Is Artificial Intelligence Generated Image Detection a Solved Problem?

Authors: Ziqiang Li, Jiazhen Yan, Ziwen He, Kai Zeng, Weiwei Jiang, Lizhi Xiong, Zhangjie Fu

Published: 2025-05-18 10:00:39+00:00

AI Summary

This paper introduces AIGIBench, a benchmark for evaluating AI-generated image detectors' robustness and generalization. Experiments on 11 detectors reveal significant performance drops on real-world data, highlighting the need for more robust detection strategies.

Abstract

The rapid advancement of generative models, such as GANs and Diffusion models, has enabled the creation of highly realistic synthetic images, raising serious concerns about misinformation, deepfakes, and copyright infringement. Although numerous Artificial Intelligence Generated Image (AIGI) detectors have been proposed, often reporting high accuracy, their effectiveness in real-world scenarios remains questionable. To bridge this gap, we introduce AIGIBench, a comprehensive benchmark designed to rigorously evaluate the robustness and generalization capabilities of state-of-the-art AIGI detectors. AIGIBench simulates real-world challenges through four core tasks: multi-source generalization, robustness to image degradation, sensitivity to data augmentation, and impact of test-time pre-processing. It includes 23 diverse fake image subsets that span both advanced and widely adopted image generation techniques, along with real-world samples collected from social media and AI art platforms. Extensive experiments on 11 advanced detectors demonstrate that, despite their high reported accuracy in controlled settings, these detectors suffer significant performance drops on real-world data, limited benefits from common augmentations, and nuanced effects of pre-processing, highlighting the need for more robust detection strategies. By providing a unified and realistic evaluation framework, AIGIBench offers valuable insights to guide future research toward dependable and generalizable AIGI detection.


Key findings
Despite high accuracy in controlled settings, detectors suffer significant performance drops on real-world data. Common augmentations provide limited benefits. Test-time pre-processing (cropping vs. resizing) shows nuanced effects, primarily improving real image accuracy but not necessarily fake image accuracy.
Approach
AIGIBench simulates real-world challenges by evaluating detectors across four tasks: multi-source generalization, robustness to image degradation, sensitivity to data augmentation, and impact of test-time pre-processing.
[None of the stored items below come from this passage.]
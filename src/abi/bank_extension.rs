const INTERNAL_ERR: &'static str = "`ethabi_derive` internal error";
/// Contract's functions.
#[allow(dead_code, unused_imports, unused_variables)]
pub mod functions {
    use super::INTERNAL_ERR;
    #[derive(Debug, Clone, PartialEq)]
    pub struct BalanceOf {
        pub member: Vec<u8>,
        pub token_addr: Vec<u8>,
    }
    impl BalanceOf {
        const METHOD_ID: [u8; 4] = [247u8, 136u8, 138u8, 236u8];
        pub fn decode(
            call: &substreams_ethereum::pb::eth::v2::Call,
        ) -> Result<Self, String> {
            let maybe_data = call.input.get(4..);
            if maybe_data.is_none() {
                return Err("no data to decode".to_string());
            }
            let mut values = ethabi::decode(
                    &[ethabi::ParamType::Address, ethabi::ParamType::Address],
                    maybe_data.unwrap(),
                )
                .map_err(|e| format!("unable to decode call.input: {:?}", e))?;
            values.reverse();
            Ok(Self {
                member: values
                    .pop()
                    .expect(INTERNAL_ERR)
                    .into_address()
                    .expect(INTERNAL_ERR)
                    .as_bytes()
                    .to_vec(),
                token_addr: values
                    .pop()
                    .expect(INTERNAL_ERR)
                    .into_address()
                    .expect(INTERNAL_ERR)
                    .as_bytes()
                    .to_vec(),
            })
        }
        pub fn encode(&self) -> Vec<u8> {
            let data = ethabi::encode(
                &[
                    ethabi::Token::Address(ethabi::Address::from_slice(&self.member)),
                    ethabi::Token::Address(ethabi::Address::from_slice(&self.token_addr)),
                ],
            );
            let mut encoded = Vec::with_capacity(4 + data.len());
            encoded.extend(Self::METHOD_ID);
            encoded.extend(data);
            encoded
        }
        pub fn output_call(
            call: &substreams_ethereum::pb::eth::v2::Call,
        ) -> Result<substreams::scalar::BigInt, String> {
            Self::output(call.return_data.as_ref())
        }
        pub fn output(data: &[u8]) -> Result<substreams::scalar::BigInt, String> {
            let mut values = ethabi::decode(
                    &[ethabi::ParamType::Uint(160usize)],
                    data.as_ref(),
                )
                .map_err(|e| format!("unable to decode output data: {:?}", e))?;
            Ok({
                let mut v = [0 as u8; 32];
                values
                    .pop()
                    .expect("one output data should have existed")
                    .into_uint()
                    .expect(INTERNAL_ERR)
                    .to_big_endian(v.as_mut_slice());
                substreams::scalar::BigInt::from_unsigned_bytes_be(&v)
            })
        }
        pub fn match_call(call: &substreams_ethereum::pb::eth::v2::Call) -> bool {
            match call.input.get(0..4) {
                Some(signature) => Self::METHOD_ID == signature,
                None => false,
            }
        }
        pub fn call(&self, address: Vec<u8>) -> Option<substreams::scalar::BigInt> {
            use substreams_ethereum::pb::eth::rpc;
            let rpc_calls = rpc::RpcCalls {
                calls: vec![rpc::RpcCall { to_addr : address, data : self.encode(), }],
            };
            let responses = substreams_ethereum::rpc::eth_call(&rpc_calls).responses;
            let response = responses.get(0).expect("one response should have existed");
            if response.failed {
                return None;
            }
            match Self::output(response.raw.as_ref()) {
                Ok(data) => Some(data),
                Err(err) => {
                    use substreams_ethereum::Function;
                    substreams::log::info!(
                        "Call output for function `{}` failed to decode with error: {}",
                        Self::NAME, err
                    );
                    None
                }
            }
        }
    }
    impl substreams_ethereum::Function for BalanceOf {
        const NAME: &'static str = "balanceOf";
        fn match_call(call: &substreams_ethereum::pb::eth::v2::Call) -> bool {
            Self::match_call(call)
        }
        fn decode(
            call: &substreams_ethereum::pb::eth::v2::Call,
        ) -> Result<Self, String> {
            Self::decode(call)
        }
        fn encode(&self) -> Vec<u8> {
            self.encode()
        }
    }
    impl substreams_ethereum::rpc::RPCDecodable<substreams::scalar::BigInt>
    for BalanceOf {
        fn output(data: &[u8]) -> Result<substreams::scalar::BigInt, String> {
            Self::output(data)
        }
    }
    #[derive(Debug, Clone, PartialEq)]
    pub struct Dao {}
    impl Dao {
        const METHOD_ID: [u8; 4] = [65u8, 98u8, 22u8, 159u8];
        pub fn decode(
            call: &substreams_ethereum::pb::eth::v2::Call,
        ) -> Result<Self, String> {
            Ok(Self {})
        }
        pub fn encode(&self) -> Vec<u8> {
            let data = ethabi::encode(&[]);
            let mut encoded = Vec::with_capacity(4 + data.len());
            encoded.extend(Self::METHOD_ID);
            encoded.extend(data);
            encoded
        }
        pub fn output_call(
            call: &substreams_ethereum::pb::eth::v2::Call,
        ) -> Result<Vec<u8>, String> {
            Self::output(call.return_data.as_ref())
        }
        pub fn output(data: &[u8]) -> Result<Vec<u8>, String> {
            let mut values = ethabi::decode(&[ethabi::ParamType::Address], data.as_ref())
                .map_err(|e| format!("unable to decode output data: {:?}", e))?;
            Ok(
                values
                    .pop()
                    .expect("one output data should have existed")
                    .into_address()
                    .expect(INTERNAL_ERR)
                    .as_bytes()
                    .to_vec(),
            )
        }
        pub fn match_call(call: &substreams_ethereum::pb::eth::v2::Call) -> bool {
            match call.input.get(0..4) {
                Some(signature) => Self::METHOD_ID == signature,
                None => false,
            }
        }
        pub fn call(&self, address: Vec<u8>) -> Option<Vec<u8>> {
            use substreams_ethereum::pb::eth::rpc;
            let rpc_calls = rpc::RpcCalls {
                calls: vec![rpc::RpcCall { to_addr : address, data : self.encode(), }],
            };
            let responses = substreams_ethereum::rpc::eth_call(&rpc_calls).responses;
            let response = responses.get(0).expect("one response should have existed");
            if response.failed {
                return None;
            }
            match Self::output(response.raw.as_ref()) {
                Ok(data) => Some(data),
                Err(err) => {
                    use substreams_ethereum::Function;
                    substreams::log::info!(
                        "Call output for function `{}` failed to decode with error: {}",
                        Self::NAME, err
                    );
                    None
                }
            }
        }
    }
    impl substreams_ethereum::Function for Dao {
        const NAME: &'static str = "dao";
        fn match_call(call: &substreams_ethereum::pb::eth::v2::Call) -> bool {
            Self::match_call(call)
        }
        fn decode(
            call: &substreams_ethereum::pb::eth::v2::Call,
        ) -> Result<Self, String> {
            Self::decode(call)
        }
        fn encode(&self) -> Vec<u8> {
            self.encode()
        }
    }
    impl substreams_ethereum::rpc::RPCDecodable<Vec<u8>> for Dao {
        fn output(data: &[u8]) -> Result<Vec<u8>, String> {
            Self::output(data)
        }
    }
}
/// Contract's events.
#[allow(dead_code, unused_imports, unused_variables)]
pub mod events {
    use super::INTERNAL_ERR;
    #[derive(Debug, Clone, PartialEq)]
    pub struct NewBalance {
        pub member: Vec<u8>,
        pub token_addr: Vec<u8>,
        pub amount: substreams::scalar::BigInt,
    }
    impl NewBalance {
        const TOPIC_ID: [u8; 32] = [
            140u8,
            72u8,
            225u8,
            18u8,
            167u8,
            42u8,
            103u8,
            65u8,
            116u8,
            242u8,
            6u8,
            191u8,
            158u8,
            251u8,
            184u8,
            49u8,
            135u8,
            10u8,
            200u8,
            1u8,
            249u8,
            197u8,
            231u8,
            149u8,
            56u8,
            17u8,
            192u8,
            167u8,
            13u8,
            26u8,
            176u8,
            1u8,
        ];
        pub fn match_log(log: &substreams_ethereum::pb::eth::v2::Log) -> bool {
            if log.topics.len() != 1usize {
                return false;
            }
            if log.data.len() != 96usize {
                return false;
            }
            return log.topics.get(0).expect("bounds already checked").as_ref()
                == Self::TOPIC_ID;
        }
        pub fn decode(
            log: &substreams_ethereum::pb::eth::v2::Log,
        ) -> Result<Self, String> {
            let mut values = ethabi::decode(
                    &[
                        ethabi::ParamType::Address,
                        ethabi::ParamType::Address,
                        ethabi::ParamType::Uint(160usize),
                    ],
                    log.data.as_ref(),
                )
                .map_err(|e| format!("unable to decode log.data: {:?}", e))?;
            values.reverse();
            Ok(Self {
                member: values
                    .pop()
                    .expect(INTERNAL_ERR)
                    .into_address()
                    .expect(INTERNAL_ERR)
                    .as_bytes()
                    .to_vec(),
                token_addr: values
                    .pop()
                    .expect(INTERNAL_ERR)
                    .into_address()
                    .expect(INTERNAL_ERR)
                    .as_bytes()
                    .to_vec(),
                amount: {
                    let mut v = [0 as u8; 32];
                    values
                        .pop()
                        .expect(INTERNAL_ERR)
                        .into_uint()
                        .expect(INTERNAL_ERR)
                        .to_big_endian(v.as_mut_slice());
                    substreams::scalar::BigInt::from_unsigned_bytes_be(&v)
                },
            })
        }
    }
    impl substreams_ethereum::Event for NewBalance {
        const NAME: &'static str = "NewBalance";
        fn match_log(log: &substreams_ethereum::pb::eth::v2::Log) -> bool {
            Self::match_log(log)
        }
        fn decode(log: &substreams_ethereum::pb::eth::v2::Log) -> Result<Self, String> {
            Self::decode(log)
        }
    }
    #[derive(Debug, Clone, PartialEq)]
    pub struct Withdraw {
        pub account: Vec<u8>,
        pub token_addr: Vec<u8>,
        pub amount: substreams::scalar::BigInt,
    }
    impl Withdraw {
        const TOPIC_ID: [u8; 32] = [
            244u8,
            212u8,
            124u8,
            164u8,
            139u8,
            144u8,
            114u8,
            142u8,
            107u8,
            133u8,
            63u8,
            255u8,
            21u8,
            155u8,
            217u8,
            44u8,
            219u8,
            210u8,
            190u8,
            108u8,
            225u8,
            22u8,
            233u8,
            235u8,
            216u8,
            202u8,
            79u8,
            127u8,
            104u8,
            206u8,
            76u8,
            141u8,
        ];
        pub fn match_log(log: &substreams_ethereum::pb::eth::v2::Log) -> bool {
            if log.topics.len() != 1usize {
                return false;
            }
            if log.data.len() != 96usize {
                return false;
            }
            return log.topics.get(0).expect("bounds already checked").as_ref()
                == Self::TOPIC_ID;
        }
        pub fn decode(
            log: &substreams_ethereum::pb::eth::v2::Log,
        ) -> Result<Self, String> {
            let mut values = ethabi::decode(
                    &[
                        ethabi::ParamType::Address,
                        ethabi::ParamType::Address,
                        ethabi::ParamType::Uint(160usize),
                    ],
                    log.data.as_ref(),
                )
                .map_err(|e| format!("unable to decode log.data: {:?}", e))?;
            values.reverse();
            Ok(Self {
                account: values
                    .pop()
                    .expect(INTERNAL_ERR)
                    .into_address()
                    .expect(INTERNAL_ERR)
                    .as_bytes()
                    .to_vec(),
                token_addr: values
                    .pop()
                    .expect(INTERNAL_ERR)
                    .into_address()
                    .expect(INTERNAL_ERR)
                    .as_bytes()
                    .to_vec(),
                amount: {
                    let mut v = [0 as u8; 32];
                    values
                        .pop()
                        .expect(INTERNAL_ERR)
                        .into_uint()
                        .expect(INTERNAL_ERR)
                        .to_big_endian(v.as_mut_slice());
                    substreams::scalar::BigInt::from_unsigned_bytes_be(&v)
                },
            })
        }
    }
    impl substreams_ethereum::Event for Withdraw {
        const NAME: &'static str = "Withdraw";
        fn match_log(log: &substreams_ethereum::pb::eth::v2::Log) -> bool {
            Self::match_log(log)
        }
        fn decode(log: &substreams_ethereum::pb::eth::v2::Log) -> Result<Self, String> {
            Self::decode(log)
        }
    }
}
It uses 23 diverse fake image subsets and real-world samples from social media and AI art platforms.
Datasets
AIGIBench dataset: 23 diverse fake image subsets (GANs, diffusion models, deepfakes, personalized generation), real-world samples from social media (X, Facebook, Reddit), and AI art platforms (ArtStation, Civitai, Liblib); FFHQ, CelebA-HQ, and Open Images V7 for real images; ProGAN and SD-v1.4 for training datasets.
Model(s)
ResNet-50, CNNDetection, Gram-Net, LGrad, CLIPDetection, FreqNet, NPR, LaDeDa, DFFreq, AIDE, SAFE
Author countries
China, Italy